The Sarda is an Italian breed of domestic sheep indigenous to the Mediterranean island of Sardinia. It is raised throughout the island, in some regions of mainland Italy, and in some other Mediterranean countries, particularly Tunisia.

It is both the most economically significant and the most numerous Italian breed of sheep. It is the principal breed for production of sheep's milk; most of the milk is used to make pecorino sardo cheese. The Sarda is highly adaptable; it may be kept on lowland or on mountainous terrains, and is suitable both for intensive and for extensive or transhumant management. The long, coarse white wool is of little value; it may be used to make carpets or mattresses.

== History ==

The Sarda is both the most economically significant and the most numerous Italian breed of sheep. It is a traditional breed of the Mediterranean island of Sardinia. It is reared throughout the island, and in substantial numbers in the mainland Italian regions of Lazio and Tuscany, where there are many Sardinian shepherds; there are small populations in Emilia-Romagna, in Liguria and in Molise. It is also present in other Mediterranean countries, particularly Tunisia, where it is known as the Sicilo-Sarde.
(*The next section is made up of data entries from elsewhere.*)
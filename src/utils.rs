// Utility helpers

/// Shorten an address for status messages: `0x74a2...5784`.
pub fn short_address(address: &str) -> String {
    if address.len() <= 10 {
        return address.to_string();
    }
    format!("{}...{}", &address[..6], &address[address.len() - 4..])
}

pub fn is_env_flag_enabled(name: &str) -> bool {
    std::env::var(name)
        .ok()
        .map(|value| {
            let normalized = value.trim().to_ascii_lowercase();
            normalized == "1" || normalized == "true" || normalized == "yes" || normalized == "on"
        })
        .unwrap_or(false)
}

#[cfg(test)]
mod tests {
    use super::*;

    #[test]
    fn short_address_truncates_long_values() {
        // Memastikan alamat panjang dipotong dengan ellipsis
        let short = short_address("0x74a2c6466d98253ca932fe6a6ccb811d4d7d5784");
        assert_eq!(short, "0x74a2...5784");
    }

    #[test]
    fn short_address_keeps_short_values() {
        assert_eq!(short_address("0x1234"), "0x1234");
    }
}
use axum::{extract::State, Json};
use serde::Serialize;

use super::AppState;

#[derive(Serialize)]
pub struct HealthResponse {
    pub status: String,
    pub version: String,
    pub supported_chains: usize,
    pub host_bridge: String,
}

pub async fn health_check(State(state): State<AppState>) -> Json<HealthResponse> {
    let host_bridge = if state.config.host_bridge_url.is_some() {
        "configured".to_string()
    } else {
        "absent".to_string()
    };

    Json(HealthResponse {
        status: "ok".to_string(),
        version: env!("CARGO_PKG_VERSION").to_string(),
        supported_chains: state.chains.all().len(),
        host_bridge,
    })
}
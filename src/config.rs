use ethers::types::U256;
use ethers::utils::parse_ether;
use serde::Deserialize;
use std::env;

use crate::constants::{
    DEFAULT_APP_SHARE_URL, DEFAULT_BATCH_FEE_ETH, DEFAULT_BATCH_GAS_LIMIT, DEFAULT_CHAIN_ID,
    HOST_READY_TIMEOUT_MS,
};

#[derive(Debug, Clone, Deserialize)]
pub struct Config {
    // Server
    pub host: String,
    pub port: u16,
    pub environment: String,

    // Batch transfer
    pub default_chain_id: u64,
    pub batch_fee_eth: String,
    pub batch_gas_limit: u64,

    // Signing
    pub wallet_private_key: Option<String>,

    // Host runtime bridge
    pub host_bridge_url: Option<String>,
    pub host_ready_timeout_ms: u64,

    // Sharing & analytics
    pub app_share_url: String,
    pub analytics_endpoint: Option<String>,

    // CORS
    pub cors_allowed_origins: String,
}

impl Config {
    pub fn from_env() -> anyhow::Result<Self> {
        dotenv::dotenv().ok();

        Ok(Config {
            host: env::var("HOST").unwrap_or_else(|_| "0.0.0.0".to_string()),
            port: env::var("PORT")
                .unwrap_or_else(|_| "3000".to_string())
                .parse()?,
            environment: env::var("ENVIRONMENT").unwrap_or_else(|_| "development".to_string()),

            default_chain_id: env::var("DEFAULT_CHAIN_ID")
                .unwrap_or_else(|_| DEFAULT_CHAIN_ID.to_string())
                .parse()?,
            batch_fee_eth: env::var("BATCH_FEE_ETH")
                .unwrap_or_else(|_| DEFAULT_BATCH_FEE_ETH.to_string()),
            batch_gas_limit: env::var("BATCH_GAS_LIMIT")
                .unwrap_or_else(|_| DEFAULT_BATCH_GAS_LIMIT.to_string())
                .parse()?,

            wallet_private_key: env::var("WALLET_PRIVATE_KEY").ok(),

            host_bridge_url: env::var("HOST_BRIDGE_URL").ok(),
            host_ready_timeout_ms: env::var("HOST_READY_TIMEOUT_MS")
                .unwrap_or_else(|_| HOST_READY_TIMEOUT_MS.to_string())
                .parse()?,

            app_share_url: env::var("APP_SHARE_URL")
                .unwrap_or_else(|_| DEFAULT_APP_SHARE_URL.to_string()),
            analytics_endpoint: env::var("ANALYTICS_ENDPOINT").ok(),

            cors_allowed_origins: env::var("CORS_ALLOWED_ORIGINS")
                .unwrap_or_else(|_| "*".to_string()),
        })
    }

    pub fn validate(&self) -> anyhow::Result<()> {
        if parse_ether(self.batch_fee_eth.as_str()).is_err() {
            anyhow::bail!("BATCH_FEE_ETH is not a valid decimal amount");
        }
        if self.batch_gas_limit == 0 {
            anyhow::bail!("BATCH_GAS_LIMIT must be > 0");
        }

        if self.wallet_private_key.is_none() && self.host_bridge_url.is_none() {
            tracing::warn!(
                "No signing path configured; set WALLET_PRIVATE_KEY or HOST_BRIDGE_URL"
            );
        }
        if let Some(key) = &self.wallet_private_key {
            if key.contains("123456") {
                tracing::warn!("Detected dev credentials in config");
            }
        }
        if self.host_ready_timeout_ms < 1_000 {
            tracing::warn!("HOST_READY_TIMEOUT_MS below 1s; splash handshake may fire early");
        }
        if self.cors_allowed_origins.trim().is_empty() {
            tracing::warn!("CORS_ALLOWED_ORIGINS is empty; requests may be blocked");
        }

        Ok(())
    }

    /// Flat protocol fee in wei, added to every batch submission.
    pub fn fee_wei(&self) -> crate::error::Result<U256> {
        parse_ether(self.batch_fee_eth.as_str()).map_err(|e| {
            crate::error::AppError::Internal(format!("Invalid batch fee configured: {e}"))
        })
    }

    pub fn is_dev(&self) -> bool {
        self.environment == "development" || self.environment == "test"
    }
}

#[cfg(test)]
mod tests {
    use super::*;

    fn base_config() -> Config {
        Config {
            host: "0.0.0.0".into(),
            port: 3000,
            environment: "test".into(),
            default_chain_id: 8453,
            batch_fee_eth: "0.001".into(),
            batch_gas_limit: 500_000,
            wallet_private_key: None,
            host_bridge_url: None,
            host_ready_timeout_ms: 5_000,
            app_share_url: DEFAULT_APP_SHARE_URL.into(),
            analytics_endpoint: None,
            cors_allowed_origins: "*".into(),
        }
    }

    #[test]
    fn fee_wei_converts_default_fee() {
        // Memastikan fee default 0.001 ETH menjadi wei tanpa pembulatan
        let config = base_config();
        assert_eq!(config.fee_wei().unwrap(), U256::from(1_000_000_000_000_000u64));
    }

    #[test]
    fn validate_rejects_bad_fee() {
        let mut config = base_config();
        config.batch_fee_eth = "not-a-number".into();
        assert!(config.validate().is_err());
    }

    #[test]
    fn validate_accepts_base_config() {
        assert!(base_config().validate().is_ok());
    }
}
use crate::{
    constants::{FFI_ERR, FFI_OK, NO_MATCH},
    errors::{set_last_error, ErrorCode},
    helpers::ipv4_to_u32,
    Prefix, PrefixTable, TableConfig,
};
use std::{
    ffi::CStr,
    os::raw::{c_char, c_int, c_uint},
};

/// Opaque handle – **always** treated as owned by the caller.
pub type PrefixTableHandle = *mut PrefixTable;

// ─────────────────────────── helpers ─────────────────────────────────── //

#[inline]
fn cstr<'a>(p: *const c_char) -> Result<&'a str, ErrorCode> {
    if p.is_null() {
        return Err(ErrorCode::Utf8Error);
    }
    unsafe { CStr::from_ptr(p) }
        .to_str()
        .map_err(|_| ErrorCode::Utf8Error)
}

#[inline]
fn table<'a>(h: PrefixTableHandle) -> Result<&'a PrefixTable, ErrorCode> {
    unsafe { h.as_ref() }.ok_or(ErrorCode::InvalidHandle)
}

/// Record the outcome and collapse it to the 0 / -1 boundary contract.
#[inline]
pub(crate) fn status(r: Result<(), ErrorCode>) -> c_int {
    match r {
        Ok(()) => {
            set_last_error(ErrorCode::Success);
            FFI_OK
        }
        Err(code) => {
            set_last_error(code);
            FFI_ERR
        }
    }
}

/// Record the outcome and collapse it to a mask length or -1.
#[inline]
pub(crate) fn length(r: Result<Option<u8>, ErrorCode>) -> i8 {
    match r {
        Ok(Some(plen)) => {
            set_last_error(ErrorCode::Success);
            plen as i8
        }
        Ok(None) => {
            set_last_error(ErrorCode::NoMatch);
            NO_MATCH
        }
        Err(code) => {
            set_last_error(code);
            NO_MATCH
        }
    }
}

// ───────────────────────── lifetime ──────────────────────────────────── //

/// Create an empty table holding up to `capacity` prefixes (1..=64).
/// Returns `Success` **and** stores the handle in `*out`
/// -- or an error code otherwise.
#[no_mangle]
pub extern "C" fn prefix_table_open(capacity: usize, out: *mut PrefixTableHandle) -> ErrorCode {
    if out.is_null() {
        set_last_error(ErrorCode::InvalidHandle);
        return ErrorCode::InvalidHandle;
    }
    let code = match PrefixTable::with_config(TableConfig { capacity }) {
        Ok(t) => unsafe {
            *out = Box::into_raw(Box::new(t));
            ErrorCode::Success
        },
        Err(e) => ErrorCode::from(e),
    };
    set_last_error(code);
    code
}

#[no_mangle]
pub extern "C" fn prefix_table_close(h: PrefixTableHandle) {
    if !h.is_null() {
        unsafe { drop(Box::from_raw(h)) };
    }
}

// ───────────────────────── add / delete / check ──────────────────────── //

/// 0 on success, -1 on any failure. `prefix_table_last_error` says which.
#[no_mangle]
pub extern "C" fn prefix_table_add(h: PrefixTableHandle, base: c_uint, mask: c_char) -> c_int {
    status(table(h).and_then(|t| {
        t.add_raw(i64::from(base), mask as i64)
            .map_err(ErrorCode::from)
    }))
}

#[no_mangle]
pub extern "C" fn prefix_table_delete(h: PrefixTableHandle, base: c_uint, mask: c_char) -> c_int {
    status(table(h).and_then(|t| {
        t.delete_raw(i64::from(base), mask as i64)
            .map_err(ErrorCode::from)
    }))
}

/// Longest matching mask length for `addr`, or -1.
#[no_mangle]
pub extern "C" fn prefix_table_check(h: PrefixTableHandle, addr: c_uint) -> i8 {
    length(table(h).and_then(|t| t.check_raw(i64::from(addr)).map_err(ErrorCode::from)))
}

// ───────────────────── text forms ────────────────────────────────────── //

/// Add `"a.b.c.d/len"` (or a bare address as `/32`).
#[no_mangle]
pub extern "C" fn prefix_table_add_cidr(h: PrefixTableHandle, cidr_utf8: *const c_char) -> c_int {
    status(table(h).and_then(|t| {
        let p: Prefix = cstr(cidr_utf8)?.parse()?;
        t.add(p.base(), p.prefix_len()).map_err(ErrorCode::from)
    }))
}

#[no_mangle]
pub extern "C" fn prefix_table_delete_cidr(
    h: PrefixTableHandle,
    cidr_utf8: *const c_char,
) -> c_int {
    status(table(h).and_then(|t| {
        let p: Prefix = cstr(cidr_utf8)?.parse()?;
        t.delete(p.base(), p.prefix_len()).map_err(ErrorCode::from)
    }))
}

#[no_mangle]
pub extern "C" fn prefix_table_check_str(h: PrefixTableHandle, addr_utf8: *const c_char) -> i8 {
    length(table(h).and_then(|t| {
        let addr = ipv4_to_u32(cstr(addr_utf8)?)?;
        Ok(t.check(addr))
    }))
}

// ───────────────────── size & maintenance ────────────────────────────── //

#[no_mangle]
pub extern "C" fn prefix_table_len(h: PrefixTableHandle, out: *mut u64) -> ErrorCode {
    if out.is_null() {
        set_last_error(ErrorCode::InvalidHandle);
        return ErrorCode::InvalidHandle;
    }
    let code = match table(h) {
        Ok(t) => {
            unsafe { *out = t.len() as u64 };
            ErrorCode::Success
        }
        Err(code) => code,
    };
    set_last_error(code);
    code
}

#[no_mangle]
pub extern "C" fn prefix_table_clear(h: PrefixTableHandle) -> c_int {
    status(table(h).and_then(|t| t.clear().map(|_| ()).map_err(ErrorCode::from)))
}
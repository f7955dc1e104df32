//! Handle-less `add` / `delete` / `check`, for callers written against the
//! `IPv4.so` boundary (`int add(unsigned int base, char mask)` …).
//!
//! All three share one table created on first use. New code should open
//! its own table through [`crate::public_api`] instead.

use crate::errors::ErrorCode;
use crate::public_api::{length, status};
use crate::PrefixTable;
use once_cell::sync::Lazy;
use std::os::raw::{c_char, c_int, c_uint};

static TABLE: Lazy<PrefixTable> = Lazy::new(PrefixTable::new);

#[no_mangle]
pub extern "C" fn add(base: c_uint, mask: c_char) -> c_int {
    status(TABLE.add_raw(i64::from(base), mask as i64).map_err(ErrorCode::from))
}

#[no_mangle]
pub extern "C" fn delete(base: c_uint, mask: c_char) -> c_int {
    status(TABLE.delete_raw(i64::from(base), mask as i64).map_err(ErrorCode::from))
}

#[no_mangle]
pub extern "C" fn check(addr: c_uint) -> i8 {
    length(TABLE.check_raw(i64::from(addr)).map_err(ErrorCode::from))
}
In the late nineteenth and early twentieth centuries a number of attempts were made to improve it by cross-breeding with stock of the Barbaresca, Gentile di Puglia, Merino, Rambouillet, Sopravissana and Vissana breeds among others. These experiments invariably had a negative impact on milk production. Recent selection has been aimed at improving the conformation of the udder and at making it more suitable for mechanised milking.

It is one of the seventeen autochthonous Italian sheep breeds for which a genealogical herdbook is kept by the Associazione Nazionale della Pastorizia, the Italian national association of sheep-breeders. The herdbook was established in 1928. Total numbers for the breed are estimated at 5,000,000; in 2013 the number recorded in the herdbook was 225,207.

== Characteristics ==

The Sarda is of medium size: average heights and weights are 63 cm and 42 kg for ewes and 71 cm and 59 kg for rams. The fleece is white, as is the face; the face and lower legs are free of wool. The skin is fine and unpigmented; there may be some flecks of colour on the skin of the face or limbs. Ewes are naturally polled, rams may have vestigial or rudimentary horns.

The Sarda adapts well to a variety of terrains and environments: it may be kept on lowland or on mountainous terrains, and is suitable both for intensive and for extensive or transhumant management.

== Use ==

The Sarda is reared principally for its milk, most of which is used to make pecorino sardo or pecorino romano cheese, both of which have Denominazione di Origine Protetta status. The milk yield of pluriparous ewes is in the range 100±– kg in a lactation of 180 days; the milk has an average fat content of 6 % and contains about 5.3 % protein.

The meat is most often sold as milk lamb, slaughtered at a weight of some 10 kg, which is reached in approximately 30 days.

The long, coarse white wool is of little value; it may be used to make carpets or mattresses. Ram fleeces weigh about 2.5 kg, those of ewes average 1.1 kg.